%%

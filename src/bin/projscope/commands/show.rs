//! `projscope show` command

use anyhow::{Context, Result};

use crate::cli::ShowArgs;
use projscope::util::diagnostic::{emit, Diagnostic};
use projscope::util::GlobalContext;

pub fn execute(args: ShowArgs, ctx: &GlobalContext) -> Result<()> {
    let located = ctx.locate(args.dir.as_deref())?;
    let manifest = &located.manifest;

    if args.json {
        let json =
            serde_json::to_string_pretty(manifest).context("failed to serialize manifest")?;
        println!("{}", json);
        return Ok(());
    }

    // A bad version is worth a warning, not a failure
    if let Err(e) = manifest.version() {
        emit(
            &Diagnostic::warning(e.to_string()).with_location(&located.path),
            ctx.color(),
        );
    }

    println!("name:    {}", manifest.name().unwrap_or("-"));
    println!("version: {}", manifest.version_str().unwrap_or("-"));
    println!("main:    {}", manifest.main().unwrap_or("-"));
    println!("path:    {}", located.path.display());

    if ctx.is_verbose() {
        let keys: Vec<&str> = manifest.other_keys().collect();
        if !keys.is_empty() {
            println!("other:   {}", keys.join(", "));
        }
    }

    Ok(())
}
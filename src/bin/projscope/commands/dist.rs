//! `projscope dist` command

use anyhow::Result;

use crate::cli::DistArgs;
use projscope::util::diagnostic::{suggestions, Diagnostic};
use projscope::util::GlobalContext;
use projscope::Platform;

pub fn execute(args: DistArgs, ctx: &GlobalContext) -> Result<()> {
    let platform: Platform = match args.platform.as_deref() {
        Some(name) => name.parse()?,
        None => match ctx.config().platform()? {
            Some(platform) => platform,
            None => {
                return Err(Diagnostic::error("no platform given")
                    .with_suggestion(suggestions::NO_PLATFORM)
                    .into())
            }
        },
    };

    let project = ctx.project(args.dir.as_deref())?;
    tracing::debug!("project `{}` for {}", project.name(), platform);

    let path = if args.absolute {
        project.absolute_dist_path(platform)
    } else {
        project.dist_path(platform)
    };

    println!("{}", path.display());
    Ok(())
}
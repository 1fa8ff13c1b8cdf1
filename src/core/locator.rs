//! Upward search for the nearest `package.json`.
//!
//! Starting from a directory, each ancestor (the start directory included) is
//! checked for a regular file named [`MANIFEST_NAME`]. The walk stops at the
//! first match, at the configured ceiling, or at the filesystem root.

use std::path::{Path, PathBuf};

use crate::core::errors::ManifestError;
use crate::util::fs::absolutize;

/// File name of the package manifest.
pub const MANIFEST_NAME: &str = "package.json";

/// Options for the upward manifest search.
#[derive(Debug, Clone, Default, PartialEq, Eq)]
pub struct LocateOptions {
    /// Highest directory to check. The ceiling itself is still searched.
    pub ceiling: Option<PathBuf>,
}

impl LocateOptions {
    /// Create options with no ceiling (search up to the filesystem root).
    pub fn new() -> Self {
        Self::default()
    }

    /// Stop the search at `ceiling`.
    pub fn with_ceiling(mut self, ceiling: impl Into<PathBuf>) -> Self {
        self.ceiling = Some(ceiling.into());
        self
    }
}

/// Find the nearest `package.json` at or above `start`.
pub fn resolve_manifest_path(start: &Path) -> Result<PathBuf, ManifestError> {
    resolve_manifest_path_with(start, &LocateOptions::default())
}

/// Find the nearest `package.json` at or above `start`, honoring `options`.
///
/// Relative paths are resolved against the process working directory.
/// Returns [`ManifestError::NotFound`] once the root (or ceiling) has been
/// checked without a match.
pub fn resolve_manifest_path_with(
    start: &Path,
    options: &LocateOptions,
) -> Result<PathBuf, ManifestError> {
    let start = absolutize(start).map_err(|source| ManifestError::CurrentDir { source })?;
    let ceiling = match &options.ceiling {
        Some(dir) => {
            Some(absolutize(dir).map_err(|source| ManifestError::CurrentDir { source })?)
        }
        None => None,
    };

    let mut current = start.clone();
    loop {
        let candidate = current.join(MANIFEST_NAME);
        tracing::debug!("checking {}", candidate.display());

        if candidate.is_file() {
            return Ok(candidate);
        }

        if ceiling.as_deref() == Some(current.as_path()) {
            tracing::debug!("reached search ceiling {}", current.display());
            break;
        }

        // `pop` fails once `current` is the root
        if !current.pop() {
            break;
        }
    }

    Err(ManifestError::NotFound { start })
}
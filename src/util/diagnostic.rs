//! User-friendly diagnostic messages.
//!
//! Every error shown to the user names the root cause and, where one
//! exists, a concrete next step.

use std::fmt;
use std::path::PathBuf;

/// Common suggestion messages for consistent error handling.
pub mod suggestions {
    /// Suggestion when no package.json is found.
    pub const NO_MANIFEST: &str = "Run `npm init` in the project root to create a package.json";

    /// Suggestion when the manifest exists but cannot be read.
    pub const CHECK_PERMISSIONS: &str = "Check that the file exists and is readable";

    /// Suggestion when the manifest is not valid JSON.
    pub const FIX_JSON: &str = "Fix the JSON syntax, e.g. with `npx prettier --check package.json`";

    /// Suggestion when the manifest parses but is not an object.
    pub const JSON_OBJECT: &str = "Make the top level of package.json a single `{ ... }` object";

    /// Suggestion when `version` is not semver.
    pub const SEMVER: &str = "Use a semantic version such as \"1.0.0\"";

    /// Suggestion when `main` is missing.
    pub const SET_MAIN: &str = "Add `\"main\": \"app/app.js\"` (or your entry file) to package.json";

    /// Suggestion for an unsupported platform name.
    pub const PLATFORMS: &str = "Use one of: android, ios";

    /// Suggestion when no platform is given.
    pub const NO_PLATFORM: &str =
        "Pass `--platform <android|ios>` or set `project.platform` in .projscope/config.toml";
}

/// Severity level for diagnostics.
#[derive(Debug, Clone, Copy, PartialEq, Eq)]
pub enum Severity {
    Error,
    Warning,
}

impl fmt::Display for Severity {
    fn fmt(&self, f: &mut fmt::Formatter<'_>) -> fmt::Result {
        match self {
            Severity::Error => write!(f, "error"),
            Severity::Warning => write!(f, "warning"),
        }
    }
}

/// A diagnostic message with optional suggestions.
#[derive(Debug, Clone)]
pub struct Diagnostic {
    /// Primary message
    pub message: String,
    /// Severity level
    pub severity: Severity,
    /// Additional context lines
    pub context: Vec<String>,
    /// Suggested fixes
    pub suggestions: Vec<String>,
    /// Related location (file path)
    pub location: Option<PathBuf>,
}

impl Diagnostic {
    /// Create a new error diagnostic.
    pub fn error(message: impl Into<String>) -> Self {
        Diagnostic {
            message: message.into(),
            severity: Severity::Error,
            context: Vec::new(),
            suggestions: Vec::new(),
            location: None,
        }
    }

    /// Create a new warning diagnostic.
    pub fn warning(message: impl Into<String>) -> Self {
        Diagnostic {
            severity: Severity::Warning,
            ..Self::error(message)
        }
    }

    /// Add context to the diagnostic.
    pub fn with_context(mut self, context: impl Into<String>) -> Self {
        self.context.push(context.into());
        self
    }

    /// Add a suggestion for fixing the issue.
    pub fn with_suggestion(mut self, suggestion: impl Into<String>) -> Self {
        self.suggestions.push(suggestion.into());
        self
    }

    /// Add a file location.
    pub fn with_location(mut self, path: impl Into<PathBuf>) -> Self {
        self.location = Some(path.into());
        self
    }

    /// Format the diagnostic for terminal output.
    pub fn format(&self, color: bool) -> String {
        let mut output = String::new();

        let severity_str = match (color, self.severity) {
            (true, Severity::Error) => "\x1b[1;31merror\x1b[0m",
            (true, Severity::Warning) => "\x1b[1;33mwarning\x1b[0m",
            (false, Severity::Error) => "error",
            (false, Severity::Warning) => "warning",
        };

        output.push_str(&format!("{}: {}\n", severity_str, self.message));

        if let Some(ref path) = self.location {
            output.push_str(&format!("  --> {}\n", path.display()));
        }

        for ctx in &self.context {
            output.push_str(&format!("  = {}\n", ctx));
        }

        if !self.suggestions.is_empty() {
            let help_prefix = if color {
                "\x1b[1;32mhelp\x1b[0m"
            } else {
                "help"
            };
            if self.suggestions.len() == 1 {
                output.push_str(&format!("{}: {}\n", help_prefix, self.suggestions[0]));
            } else {
                output.push_str(&format!("{}: consider:\n", help_prefix));
                for (i, suggestion) in self.suggestions.iter().enumerate() {
                    output.push_str(&format!("  {}. {}\n", i + 1, suggestion));
                }
            }
        }

        output
    }
}

impl fmt::Display for Diagnostic {
    fn fmt(&self, f: &mut fmt::Formatter<'_>) -> fmt::Result {
        write!(f, "{}", self.format(false))
    }
}

impl std::error::Error for Diagnostic {}

/// Print a diagnostic to stderr.
pub fn emit(diagnostic: &Diagnostic, color: bool) {
    eprint!("{}", diagnostic.format(color));
}
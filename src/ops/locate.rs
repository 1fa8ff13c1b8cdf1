//! Locate-and-load operations.
//!
//! Every call walks the directory tree and reads the manifest again; nothing
//! is cached between calls.

use std::path::{Path, PathBuf};

use serde_json::Value;

use crate::core::errors::{ManifestError, ProjectError};
use crate::core::locator::{resolve_manifest_path, resolve_manifest_path_with, LocateOptions};
use crate::core::manifest::{load_manifest, LocatedManifest, PackageManifest};
use crate::core::project::Project;

/// Load the nearest manifest at or above `project_dir`.
pub fn get_package_manifest(project_dir: &Path) -> Result<PackageManifest, ManifestError> {
    load_manifest(&resolve_manifest_path(project_dir)?)
}

/// Locate and load the nearest manifest, keeping its path and root.
pub fn locate(project_dir: &Path, options: &LocateOptions) -> Result<LocatedManifest, ManifestError> {
    let path = resolve_manifest_path_with(project_dir, options)?;
    let manifest = load_manifest(&path)?;
    let root = path
        .parent()
        .map(Path::to_path_buf)
        .unwrap_or_else(|| PathBuf::from("/"));

    tracing::debug!("found project root {}", root.display());

    Ok(LocatedManifest {
        path,
        root,
        manifest,
    })
}

/// Read one top-level field from the nearest manifest.
pub fn get_manifest_field(project_dir: &Path, field: &str) -> Result<Value, ManifestError> {
    locate(project_dir, &LocateOptions::default())?.require_field(field)
}

/// Find the project containing `dir`.
pub fn discover_project(dir: &Path, options: &LocateOptions) -> Result<Project, ProjectError> {
    Ok(Project::from_located(locate(dir, options)?))
}
//! Shared utilities

pub mod config;
pub mod context;
pub mod diagnostic;
pub mod fs;

pub use config::Config;
pub use context::GlobalContext;
pub use diagnostic::Diagnostic;
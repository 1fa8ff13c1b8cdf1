//! Configuration file support for projscope.
//!
//! projscope reads two configuration files:
//! - Global: `~/.projscope/config.toml` - User-wide defaults
//! - Project: `.projscope/config.toml` - Overrides for the working directory
//!
//! Project config takes precedence over global config.
//!
//! ```toml
//! [locate]
//! ceiling = "/home/me/src"
//!
//! [project]
//! platform = "android"
//! ```

use std::path::{Path, PathBuf};

use anyhow::{Context, Result};
use serde::{Deserialize, Serialize};

use crate::core::errors::ProjectError;
use crate::core::locator::LocateOptions;
use crate::core::project::Platform;
use crate::util::fs::read_to_string;

/// projscope configuration.
#[derive(Debug, Clone, Default, PartialEq, Serialize, Deserialize)]
#[serde(default)]
pub struct Config {
    /// Manifest search settings
    pub locate: LocateConfig,

    /// Project settings
    pub project: ProjectConfig,
}

/// Manifest search settings.
#[derive(Debug, Clone, Default, PartialEq, Serialize, Deserialize)]
#[serde(default)]
pub struct LocateConfig {
    /// Do not search above this directory. Relative paths are resolved
    /// against the working directory.
    pub ceiling: Option<PathBuf>,
}

/// Project settings.
#[derive(Debug, Clone, Default, PartialEq, Serialize, Deserialize)]
#[serde(default)]
pub struct ProjectConfig {
    /// Default platform for `projscope dist` (android, ios)
    pub platform: Option<String>,
}

impl Config {
    /// Load configuration from a file.
    pub fn load(path: &Path) -> Result<Self> {
        let contents = read_to_string(path)?;

        toml::from_str(&contents)
            .with_context(|| format!("failed to parse config file: {}", path.display()))
    }

    /// Load configuration with fallback to defaults if file doesn't exist.
    pub fn load_or_default(path: &Path) -> Self {
        if path.exists() {
            Self::load(path).unwrap_or_else(|e| {
                tracing::warn!("Failed to load config from {}: {:#}", path.display(), e);
                Self::default()
            })
        } else {
            Self::default()
        }
    }

    /// Merge another config into this one (other takes precedence).
    pub fn merge(&mut self, other: Config) {
        if other.locate.ceiling.is_some() {
            self.locate.ceiling = other.locate.ceiling;
        }
        if other.project.platform.is_some() {
            self.project.platform = other.project.platform;
        }
    }

    /// Search options, with a relative ceiling resolved against `cwd`.
    pub fn locate_options(&self, cwd: &Path) -> LocateOptions {
        LocateOptions {
            ceiling: self.locate.ceiling.as_ref().map(|c| cwd.join(c)),
        }
    }

    /// Parse the configured default platform.
    pub fn platform(&self) -> Result<Option<Platform>, ProjectError> {
        self.project
            .platform
            .as_deref()
            .map(str::parse::<Platform>)
            .transpose()
    }
}

/// Load merged configuration from global and project locations.
///
/// Order of precedence (highest to lowest):
/// 1. Project config (.projscope/config.toml)
/// 2. Global config (~/.projscope/config.toml)
/// 3. Defaults
pub fn load_config(global_path: Option<&Path>, project_path: &Path) -> Config {
    let mut config = Config::default();

    if let Some(global_path) = global_path {
        config.merge(Config::load_or_default(global_path));
    }

    config.merge(Config::load_or_default(project_path));

    config
}

/// Get the global projscope config directory (~/.projscope).
pub fn global_config_dir() -> Option<PathBuf> {
    directories::BaseDirs::new().map(|b| b.home_dir().join(".projscope"))
}

/// Get the global config path (~/.projscope/config.toml).
pub fn global_config_path() -> Option<PathBuf> {
    global_config_dir().map(|dir| dir.join("config.toml"))
}

/// Get the project config path (.projscope/config.toml).
pub fn project_config_path(project_root: &Path) -> PathBuf {
    project_root.join(".projscope").join("config.toml")
}

#[cfg(test)]
mod tests {
    use super::*;
    use tempfile::TempDir;

    #[test]
    fn test_config_default() {
        let config = Config::default();
        assert!(config.locate.ceiling.is_none());
        assert!(config.project.platform.is_none());
        assert_eq!(config.platform().unwrap(), None);
    }

    #[test]
    fn test_config_load() {
        let tmp = TempDir::new().unwrap();
        let config_path = tmp.path().join("config.toml");

        std::fs::write(
            &config_path,
            r#"
[locate]
ceiling = "/home/me/src"

[project]
platform = "ios"
"#,
        )
        .unwrap();

        let config = Config::load(&config_path).unwrap();
        assert_eq!(config.locate.ceiling, Some(PathBuf::from("/home/me/src")));
        assert_eq!(config.platform().unwrap(), Some(Platform::Ios));
    }

    #[test]
    fn test_config_merge() {
        let mut base = Config::default();
        base.locate.ceiling = Some(PathBuf::from("/home"));
        base.project.platform = Some("android".to_string());

        let mut override_cfg = Config::default();
        override_cfg.project.platform = Some("ios".to_string());

        base.merge(override_cfg);

        assert_eq!(base.locate.ceiling, Some(PathBuf::from("/home")));
        assert_eq!(base.project.platform, Some("ios".to_string()));
    }

    #[test]
    fn test_load_config_precedence() {
        let tmp = TempDir::new().unwrap();
        let global = tmp.path().join("global.toml");
        let project = project_config_path(tmp.path());

        std::fs::write(&global, "[project]\nplatform = \"android\"\n").unwrap();
        std::fs::create_dir_all(project.parent().unwrap()).unwrap();
        std::fs::write(&project, "[project]\nplatform = \"ios\"\n").unwrap();

        let config = load_config(Some(&global), &project);
        assert_eq!(config.platform().unwrap(), Some(Platform::Ios));
    }

    #[test]
    fn test_invalid_config_falls_back_to_default() {
        let tmp = TempDir::new().unwrap();
        let path = tmp.path().join("config.toml");
        std::fs::write(&path, "[locate\nceiling = ").unwrap();

        assert_eq!(Config::load_or_default(&path), Config::default());
    }

    #[test]
    fn test_relative_ceiling_resolves_against_cwd() {
        let mut config = Config::default();
        config.locate.ceiling = Some(PathBuf::from(".."));

        let options = config.locate_options(Path::new("/work/app"));
        assert_eq!(options.ceiling, Some(PathBuf::from("/work/app/..")));
    }

    #[test]
    fn test_unknown_platform_in_config() {
        let mut config = Config::default();
        config.project.platform = Some("symbian".to_string());

        assert!(matches!(
            config.platform(),
            Err(ProjectError::UnknownPlatform { .. })
        ));
    }
}
//! `projscope locate` command

use anyhow::Result;

use crate::cli::LocateArgs;
use projscope::util::fs::relative_path;
use projscope::util::GlobalContext;

pub fn execute(args: LocateArgs, ctx: &GlobalContext) -> Result<()> {
    let manifest_path = ctx.find_manifest(args.dir.as_deref())?;

    if args.relative {
        println!("{}", relative_path(ctx.cwd(), &manifest_path).display());
    } else {
        println!("{}", manifest_path.display());
    }

    Ok(())
}
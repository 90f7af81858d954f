//! MSD (Mass Storage Device) module
//!
//! Caller-side policy around the gadget backends: image validation, option
//! checks, backend selection, the cross-process lock and dry runs.
//!
//! Architecture:
//! ```text
//! CLI / config --> MsdController --> select_backend --> Backend --> kernel
//!                       |
//!               validate_image + OperationLock
//! ```

pub mod controller;
pub mod image;
pub mod lock;
pub mod types;

pub use controller::MsdController;
pub use image::{validate_image, ImageInfo};
pub use lock::OperationLock;
pub use types::{MountPlan, MountRequest, UnmountPlan};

%%

◆ EXERCISE BRIEF ◆
Transcribe each line of the data above, unaltered, from the one where "filename src/core/locator.rs" appears to the one where "the filesystem root." appears, inclusive of both.

◆ EXERCISE ANSWER ◆
filename src/core/locator.rs
//! Upward search for the nearest `package.json`.
//!
//! Starting from a directory, each ancestor (the start directory included) is
//! checked for a regular file named [`MANIFEST_NAME`]. The walk stops at the
//! first match, at the configured ceiling, or at the filesystem root.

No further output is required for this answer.